:: Goal of the exercise ::
Scan the records below for the line with "use serde_json::Value as JsonValue;" and the line with "let root = match". Repeat those two lines and every line between them exactly, and nothing else.

Saved data entries:
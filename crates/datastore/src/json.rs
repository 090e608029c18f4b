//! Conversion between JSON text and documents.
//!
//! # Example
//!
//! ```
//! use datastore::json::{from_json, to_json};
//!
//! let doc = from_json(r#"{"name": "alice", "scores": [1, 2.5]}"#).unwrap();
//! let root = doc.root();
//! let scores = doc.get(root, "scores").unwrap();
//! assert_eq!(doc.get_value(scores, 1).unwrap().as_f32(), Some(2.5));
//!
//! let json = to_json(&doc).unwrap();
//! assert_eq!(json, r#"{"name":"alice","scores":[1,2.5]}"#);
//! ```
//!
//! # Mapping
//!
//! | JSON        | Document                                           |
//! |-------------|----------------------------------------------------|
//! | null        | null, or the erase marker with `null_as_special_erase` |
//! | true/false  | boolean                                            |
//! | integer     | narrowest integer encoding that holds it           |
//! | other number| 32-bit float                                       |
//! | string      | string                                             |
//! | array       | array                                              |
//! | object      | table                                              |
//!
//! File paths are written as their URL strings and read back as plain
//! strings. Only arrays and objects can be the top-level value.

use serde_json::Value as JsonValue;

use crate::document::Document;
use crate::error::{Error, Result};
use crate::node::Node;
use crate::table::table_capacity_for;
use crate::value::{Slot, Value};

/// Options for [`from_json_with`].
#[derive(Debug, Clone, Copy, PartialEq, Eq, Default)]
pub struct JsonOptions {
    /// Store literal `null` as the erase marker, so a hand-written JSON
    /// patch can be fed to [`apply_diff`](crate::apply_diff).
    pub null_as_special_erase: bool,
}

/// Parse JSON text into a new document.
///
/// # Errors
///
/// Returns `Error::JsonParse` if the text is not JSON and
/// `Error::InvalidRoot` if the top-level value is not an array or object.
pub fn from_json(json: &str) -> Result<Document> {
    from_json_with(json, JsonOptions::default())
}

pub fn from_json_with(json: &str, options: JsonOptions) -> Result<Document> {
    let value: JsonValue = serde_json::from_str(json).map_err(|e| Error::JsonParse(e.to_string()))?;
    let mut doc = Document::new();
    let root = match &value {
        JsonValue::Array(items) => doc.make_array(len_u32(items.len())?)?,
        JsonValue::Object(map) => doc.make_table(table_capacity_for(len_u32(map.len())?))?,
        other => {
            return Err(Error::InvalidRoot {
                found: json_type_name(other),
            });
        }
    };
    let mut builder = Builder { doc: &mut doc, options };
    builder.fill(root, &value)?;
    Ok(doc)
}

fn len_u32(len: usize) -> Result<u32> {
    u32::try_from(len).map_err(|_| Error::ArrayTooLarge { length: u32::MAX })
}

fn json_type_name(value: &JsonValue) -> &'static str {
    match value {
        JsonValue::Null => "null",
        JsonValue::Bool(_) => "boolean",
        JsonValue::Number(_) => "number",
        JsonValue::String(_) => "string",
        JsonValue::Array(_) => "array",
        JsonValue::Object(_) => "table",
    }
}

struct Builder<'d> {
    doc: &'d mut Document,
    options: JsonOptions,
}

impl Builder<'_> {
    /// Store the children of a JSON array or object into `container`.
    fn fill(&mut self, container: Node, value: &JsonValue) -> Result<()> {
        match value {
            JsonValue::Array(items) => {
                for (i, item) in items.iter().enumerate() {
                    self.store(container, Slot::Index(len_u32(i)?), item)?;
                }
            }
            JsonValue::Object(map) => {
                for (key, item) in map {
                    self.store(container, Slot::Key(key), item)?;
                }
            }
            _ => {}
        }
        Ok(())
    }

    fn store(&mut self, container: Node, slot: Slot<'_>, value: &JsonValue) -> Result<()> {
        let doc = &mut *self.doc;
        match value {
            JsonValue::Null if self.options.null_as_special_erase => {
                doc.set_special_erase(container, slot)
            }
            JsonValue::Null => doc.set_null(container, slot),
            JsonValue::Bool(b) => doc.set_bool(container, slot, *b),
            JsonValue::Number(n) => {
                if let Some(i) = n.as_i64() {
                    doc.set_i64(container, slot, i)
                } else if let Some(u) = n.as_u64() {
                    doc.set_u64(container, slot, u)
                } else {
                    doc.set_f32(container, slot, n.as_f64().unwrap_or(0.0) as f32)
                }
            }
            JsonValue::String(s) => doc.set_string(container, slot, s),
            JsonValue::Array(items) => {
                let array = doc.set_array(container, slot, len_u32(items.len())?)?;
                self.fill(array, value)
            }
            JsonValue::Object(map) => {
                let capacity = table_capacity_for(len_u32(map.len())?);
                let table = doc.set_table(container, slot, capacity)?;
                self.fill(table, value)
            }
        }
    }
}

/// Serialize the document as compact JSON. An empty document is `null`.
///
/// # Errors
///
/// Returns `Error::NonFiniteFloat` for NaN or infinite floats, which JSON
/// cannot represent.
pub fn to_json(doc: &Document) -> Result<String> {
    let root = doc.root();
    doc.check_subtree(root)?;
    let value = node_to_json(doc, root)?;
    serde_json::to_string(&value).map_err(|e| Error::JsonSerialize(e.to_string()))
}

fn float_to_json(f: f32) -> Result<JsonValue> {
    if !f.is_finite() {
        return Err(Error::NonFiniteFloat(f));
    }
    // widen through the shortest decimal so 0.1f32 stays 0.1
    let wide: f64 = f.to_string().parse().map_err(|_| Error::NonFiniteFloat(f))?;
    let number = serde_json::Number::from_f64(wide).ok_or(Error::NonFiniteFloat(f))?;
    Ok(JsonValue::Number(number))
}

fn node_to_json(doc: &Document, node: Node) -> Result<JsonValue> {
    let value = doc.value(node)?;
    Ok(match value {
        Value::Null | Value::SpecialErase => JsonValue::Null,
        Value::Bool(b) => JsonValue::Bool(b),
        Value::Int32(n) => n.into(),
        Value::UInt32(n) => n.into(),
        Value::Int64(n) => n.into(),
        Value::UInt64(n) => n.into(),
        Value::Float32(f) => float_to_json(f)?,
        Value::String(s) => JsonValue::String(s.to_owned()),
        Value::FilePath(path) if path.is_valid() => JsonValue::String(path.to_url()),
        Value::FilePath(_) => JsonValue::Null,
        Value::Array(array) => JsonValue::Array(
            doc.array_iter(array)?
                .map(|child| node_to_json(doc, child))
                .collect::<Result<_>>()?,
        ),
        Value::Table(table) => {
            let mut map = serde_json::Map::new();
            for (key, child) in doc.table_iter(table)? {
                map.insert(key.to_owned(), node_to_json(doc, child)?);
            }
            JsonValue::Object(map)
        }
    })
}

...

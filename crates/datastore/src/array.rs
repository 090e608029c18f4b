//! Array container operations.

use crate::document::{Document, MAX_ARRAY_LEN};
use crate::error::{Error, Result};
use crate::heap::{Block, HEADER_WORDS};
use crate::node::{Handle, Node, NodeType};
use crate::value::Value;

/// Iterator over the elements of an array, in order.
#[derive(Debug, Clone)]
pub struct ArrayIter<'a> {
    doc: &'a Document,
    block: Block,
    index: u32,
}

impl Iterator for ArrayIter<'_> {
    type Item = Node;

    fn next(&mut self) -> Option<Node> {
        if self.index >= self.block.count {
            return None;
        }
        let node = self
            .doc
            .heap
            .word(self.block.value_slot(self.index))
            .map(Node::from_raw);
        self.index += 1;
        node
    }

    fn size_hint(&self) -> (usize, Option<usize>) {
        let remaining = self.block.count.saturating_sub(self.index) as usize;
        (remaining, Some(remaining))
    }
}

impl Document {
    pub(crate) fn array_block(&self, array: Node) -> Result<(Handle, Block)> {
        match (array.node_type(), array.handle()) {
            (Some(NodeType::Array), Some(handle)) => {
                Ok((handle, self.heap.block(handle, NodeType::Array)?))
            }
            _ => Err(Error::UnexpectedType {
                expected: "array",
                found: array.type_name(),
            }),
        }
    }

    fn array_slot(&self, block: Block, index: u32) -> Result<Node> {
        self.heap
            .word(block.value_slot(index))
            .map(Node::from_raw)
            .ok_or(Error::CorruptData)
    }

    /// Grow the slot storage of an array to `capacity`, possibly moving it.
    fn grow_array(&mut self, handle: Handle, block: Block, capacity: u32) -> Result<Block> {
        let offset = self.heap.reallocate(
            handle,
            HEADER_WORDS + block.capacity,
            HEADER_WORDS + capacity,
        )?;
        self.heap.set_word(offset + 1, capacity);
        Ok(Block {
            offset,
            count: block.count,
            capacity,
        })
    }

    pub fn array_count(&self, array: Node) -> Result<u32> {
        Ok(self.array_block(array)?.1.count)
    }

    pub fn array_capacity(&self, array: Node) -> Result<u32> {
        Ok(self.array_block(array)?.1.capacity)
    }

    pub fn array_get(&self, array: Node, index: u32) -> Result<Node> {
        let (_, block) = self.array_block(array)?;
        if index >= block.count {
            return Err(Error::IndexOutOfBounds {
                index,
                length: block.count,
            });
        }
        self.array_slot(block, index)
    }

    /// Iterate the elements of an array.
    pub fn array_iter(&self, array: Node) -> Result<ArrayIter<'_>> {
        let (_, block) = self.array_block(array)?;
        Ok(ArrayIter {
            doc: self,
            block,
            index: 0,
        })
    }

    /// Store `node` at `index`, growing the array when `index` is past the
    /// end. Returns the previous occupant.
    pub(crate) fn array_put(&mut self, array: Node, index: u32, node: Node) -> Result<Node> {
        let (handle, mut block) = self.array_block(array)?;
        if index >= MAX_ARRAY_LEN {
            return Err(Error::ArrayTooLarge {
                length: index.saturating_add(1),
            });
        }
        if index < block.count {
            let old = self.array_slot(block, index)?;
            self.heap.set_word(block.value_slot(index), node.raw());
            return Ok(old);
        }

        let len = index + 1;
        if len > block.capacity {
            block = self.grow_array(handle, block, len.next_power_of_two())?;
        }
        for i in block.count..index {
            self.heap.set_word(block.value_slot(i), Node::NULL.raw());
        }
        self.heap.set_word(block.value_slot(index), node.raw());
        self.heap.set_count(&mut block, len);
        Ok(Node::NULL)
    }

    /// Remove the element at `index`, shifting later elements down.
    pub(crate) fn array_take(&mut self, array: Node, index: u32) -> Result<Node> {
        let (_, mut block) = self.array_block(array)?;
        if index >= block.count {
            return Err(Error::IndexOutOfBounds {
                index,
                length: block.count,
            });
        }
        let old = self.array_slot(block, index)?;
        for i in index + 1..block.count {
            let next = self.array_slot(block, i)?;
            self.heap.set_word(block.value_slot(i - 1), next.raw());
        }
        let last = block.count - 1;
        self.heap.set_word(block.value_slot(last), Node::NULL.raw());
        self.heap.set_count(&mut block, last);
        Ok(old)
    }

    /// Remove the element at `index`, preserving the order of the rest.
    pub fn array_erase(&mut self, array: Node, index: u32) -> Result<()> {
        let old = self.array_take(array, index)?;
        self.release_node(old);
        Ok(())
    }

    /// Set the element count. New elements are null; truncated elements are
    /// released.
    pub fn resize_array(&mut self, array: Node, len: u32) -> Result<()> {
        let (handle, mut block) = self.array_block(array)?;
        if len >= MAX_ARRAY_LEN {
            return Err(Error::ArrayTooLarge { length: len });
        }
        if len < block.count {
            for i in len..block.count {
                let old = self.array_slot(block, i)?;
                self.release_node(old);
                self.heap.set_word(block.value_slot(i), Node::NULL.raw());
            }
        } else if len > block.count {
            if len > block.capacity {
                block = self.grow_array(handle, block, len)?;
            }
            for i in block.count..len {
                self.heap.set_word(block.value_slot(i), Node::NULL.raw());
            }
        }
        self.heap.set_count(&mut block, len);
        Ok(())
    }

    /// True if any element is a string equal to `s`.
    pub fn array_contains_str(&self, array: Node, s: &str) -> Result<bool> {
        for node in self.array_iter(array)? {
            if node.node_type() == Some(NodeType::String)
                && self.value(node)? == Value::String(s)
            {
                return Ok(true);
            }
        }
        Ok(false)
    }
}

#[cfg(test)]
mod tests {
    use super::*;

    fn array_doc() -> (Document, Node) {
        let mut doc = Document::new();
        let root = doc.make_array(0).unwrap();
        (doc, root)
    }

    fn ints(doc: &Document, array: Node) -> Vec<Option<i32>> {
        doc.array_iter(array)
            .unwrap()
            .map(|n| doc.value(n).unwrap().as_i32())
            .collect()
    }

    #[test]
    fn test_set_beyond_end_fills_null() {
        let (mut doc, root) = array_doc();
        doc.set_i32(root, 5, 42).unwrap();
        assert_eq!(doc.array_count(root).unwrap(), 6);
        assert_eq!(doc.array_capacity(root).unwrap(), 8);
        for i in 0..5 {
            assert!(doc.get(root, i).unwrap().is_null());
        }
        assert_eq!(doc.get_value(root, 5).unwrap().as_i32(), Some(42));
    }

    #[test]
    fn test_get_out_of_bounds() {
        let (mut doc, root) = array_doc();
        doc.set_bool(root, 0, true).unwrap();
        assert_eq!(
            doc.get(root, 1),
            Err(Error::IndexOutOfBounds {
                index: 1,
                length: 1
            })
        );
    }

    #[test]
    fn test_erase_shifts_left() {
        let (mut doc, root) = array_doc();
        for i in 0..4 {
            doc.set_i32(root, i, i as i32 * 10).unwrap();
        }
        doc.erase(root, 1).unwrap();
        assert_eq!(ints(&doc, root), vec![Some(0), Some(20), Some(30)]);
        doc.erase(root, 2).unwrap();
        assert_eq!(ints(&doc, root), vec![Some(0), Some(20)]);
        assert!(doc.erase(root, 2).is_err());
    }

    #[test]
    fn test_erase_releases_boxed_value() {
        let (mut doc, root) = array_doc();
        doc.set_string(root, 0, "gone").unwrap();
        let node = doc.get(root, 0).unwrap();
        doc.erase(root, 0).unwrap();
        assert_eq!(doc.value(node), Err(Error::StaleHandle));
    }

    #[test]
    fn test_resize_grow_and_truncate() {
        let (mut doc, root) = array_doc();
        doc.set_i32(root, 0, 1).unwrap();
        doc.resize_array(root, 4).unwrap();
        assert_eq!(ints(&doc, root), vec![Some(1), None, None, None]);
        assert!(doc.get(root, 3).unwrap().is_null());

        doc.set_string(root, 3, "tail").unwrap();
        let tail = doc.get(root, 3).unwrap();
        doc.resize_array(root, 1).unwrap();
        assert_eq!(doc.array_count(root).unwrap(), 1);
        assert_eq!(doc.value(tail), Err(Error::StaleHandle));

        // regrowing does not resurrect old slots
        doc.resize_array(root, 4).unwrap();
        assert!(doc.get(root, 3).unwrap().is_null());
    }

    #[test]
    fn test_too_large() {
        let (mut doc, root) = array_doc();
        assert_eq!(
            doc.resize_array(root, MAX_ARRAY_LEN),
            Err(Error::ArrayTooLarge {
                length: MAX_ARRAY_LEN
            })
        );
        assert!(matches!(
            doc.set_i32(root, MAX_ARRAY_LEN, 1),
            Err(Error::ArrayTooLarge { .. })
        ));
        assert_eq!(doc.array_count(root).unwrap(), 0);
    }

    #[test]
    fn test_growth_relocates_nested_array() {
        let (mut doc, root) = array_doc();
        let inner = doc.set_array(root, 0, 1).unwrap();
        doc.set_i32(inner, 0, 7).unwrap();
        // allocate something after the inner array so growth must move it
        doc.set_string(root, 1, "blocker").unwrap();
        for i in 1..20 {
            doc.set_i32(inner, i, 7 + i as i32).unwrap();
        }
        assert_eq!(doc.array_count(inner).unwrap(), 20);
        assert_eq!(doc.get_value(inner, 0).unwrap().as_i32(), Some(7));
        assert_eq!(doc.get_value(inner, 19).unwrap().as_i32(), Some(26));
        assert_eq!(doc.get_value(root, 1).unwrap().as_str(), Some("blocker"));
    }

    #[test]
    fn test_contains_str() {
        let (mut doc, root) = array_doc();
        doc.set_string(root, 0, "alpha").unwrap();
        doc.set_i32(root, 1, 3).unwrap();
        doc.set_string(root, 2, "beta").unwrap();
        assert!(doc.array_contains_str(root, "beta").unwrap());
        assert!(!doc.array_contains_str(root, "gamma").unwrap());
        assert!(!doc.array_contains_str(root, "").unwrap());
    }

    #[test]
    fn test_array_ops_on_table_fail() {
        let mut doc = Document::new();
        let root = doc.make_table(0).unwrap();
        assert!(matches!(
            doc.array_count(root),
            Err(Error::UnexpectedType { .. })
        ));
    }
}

==

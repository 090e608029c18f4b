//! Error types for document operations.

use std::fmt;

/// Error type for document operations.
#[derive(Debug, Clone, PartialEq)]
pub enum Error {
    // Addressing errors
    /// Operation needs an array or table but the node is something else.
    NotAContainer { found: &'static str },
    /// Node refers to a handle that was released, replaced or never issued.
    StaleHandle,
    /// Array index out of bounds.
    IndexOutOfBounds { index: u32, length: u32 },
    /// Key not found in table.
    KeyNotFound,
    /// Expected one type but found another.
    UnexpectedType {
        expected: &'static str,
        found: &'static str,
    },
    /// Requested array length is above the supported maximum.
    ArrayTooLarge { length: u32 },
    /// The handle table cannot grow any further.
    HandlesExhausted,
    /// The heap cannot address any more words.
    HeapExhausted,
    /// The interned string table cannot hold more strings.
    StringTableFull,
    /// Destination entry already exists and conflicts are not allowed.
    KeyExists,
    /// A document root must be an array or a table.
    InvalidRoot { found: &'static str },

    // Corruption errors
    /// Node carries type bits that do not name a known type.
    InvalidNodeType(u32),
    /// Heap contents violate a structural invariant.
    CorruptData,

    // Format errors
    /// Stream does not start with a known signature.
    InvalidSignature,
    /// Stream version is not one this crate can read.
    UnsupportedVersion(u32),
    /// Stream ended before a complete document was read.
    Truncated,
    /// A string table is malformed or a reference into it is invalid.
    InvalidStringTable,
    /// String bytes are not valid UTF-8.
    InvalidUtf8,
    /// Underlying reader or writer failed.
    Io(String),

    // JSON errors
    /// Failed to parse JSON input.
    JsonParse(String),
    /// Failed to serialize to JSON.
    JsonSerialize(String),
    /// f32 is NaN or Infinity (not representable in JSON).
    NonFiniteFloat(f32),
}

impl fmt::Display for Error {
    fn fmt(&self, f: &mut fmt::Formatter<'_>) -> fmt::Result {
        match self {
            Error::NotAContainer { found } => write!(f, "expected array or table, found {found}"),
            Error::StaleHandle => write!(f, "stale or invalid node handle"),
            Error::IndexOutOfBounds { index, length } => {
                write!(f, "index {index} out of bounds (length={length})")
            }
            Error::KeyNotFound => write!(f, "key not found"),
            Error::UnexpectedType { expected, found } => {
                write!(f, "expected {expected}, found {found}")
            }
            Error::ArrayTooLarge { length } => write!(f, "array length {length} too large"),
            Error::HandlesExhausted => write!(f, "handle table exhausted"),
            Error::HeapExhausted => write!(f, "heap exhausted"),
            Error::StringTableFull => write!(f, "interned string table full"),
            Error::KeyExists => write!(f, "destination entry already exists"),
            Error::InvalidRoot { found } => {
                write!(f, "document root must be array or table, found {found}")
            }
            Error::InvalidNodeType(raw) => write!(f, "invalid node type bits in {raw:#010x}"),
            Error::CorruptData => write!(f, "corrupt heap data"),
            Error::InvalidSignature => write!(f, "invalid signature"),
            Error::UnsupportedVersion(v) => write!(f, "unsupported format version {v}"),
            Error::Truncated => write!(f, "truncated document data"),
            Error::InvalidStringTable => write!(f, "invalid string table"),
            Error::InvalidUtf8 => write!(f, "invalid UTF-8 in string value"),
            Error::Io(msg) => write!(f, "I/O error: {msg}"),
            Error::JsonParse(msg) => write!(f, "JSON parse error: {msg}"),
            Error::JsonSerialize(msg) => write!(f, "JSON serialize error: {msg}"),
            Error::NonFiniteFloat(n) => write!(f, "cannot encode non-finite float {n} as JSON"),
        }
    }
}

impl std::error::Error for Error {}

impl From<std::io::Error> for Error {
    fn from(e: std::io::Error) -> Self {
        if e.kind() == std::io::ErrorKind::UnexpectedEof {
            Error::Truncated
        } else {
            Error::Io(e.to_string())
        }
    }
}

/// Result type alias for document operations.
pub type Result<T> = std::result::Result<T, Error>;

:: Solution for this problem ::
use serde_json::Value as JsonValue;

use crate::document::Document;
use crate::error::{Error, Result};
use crate::node::Node;
use crate::table::table_capacity_for;
use crate::value::{Slot, Value};

/// Options for [`from_json_with`].
#[derive(Debug, Clone, Copy, PartialEq, Eq, Default)]
pub struct JsonOptions {
    /// Store literal `null` as the erase marker, so a hand-written JSON
    /// patch can be fed to [`apply_diff`](crate::apply_diff).
    pub null_as_special_erase: bool,
}

/// Parse JSON text into a new document.
///
/// # Errors
///
/// Returns `Error::JsonParse` if the text is not JSON and
/// `Error::InvalidRoot` if the top-level value is not an array or object.
pub fn from_json(json: &str) -> Result<Document> {
    from_json_with(json, JsonOptions::default())
}

pub fn from_json_with(json: &str, options: JsonOptions) -> Result<Document> {
    let value: JsonValue = serde_json::from_str(json).map_err(|e| Error::JsonParse(e.to_string()))?;
    let mut doc = Document::new();
    let root = match &value {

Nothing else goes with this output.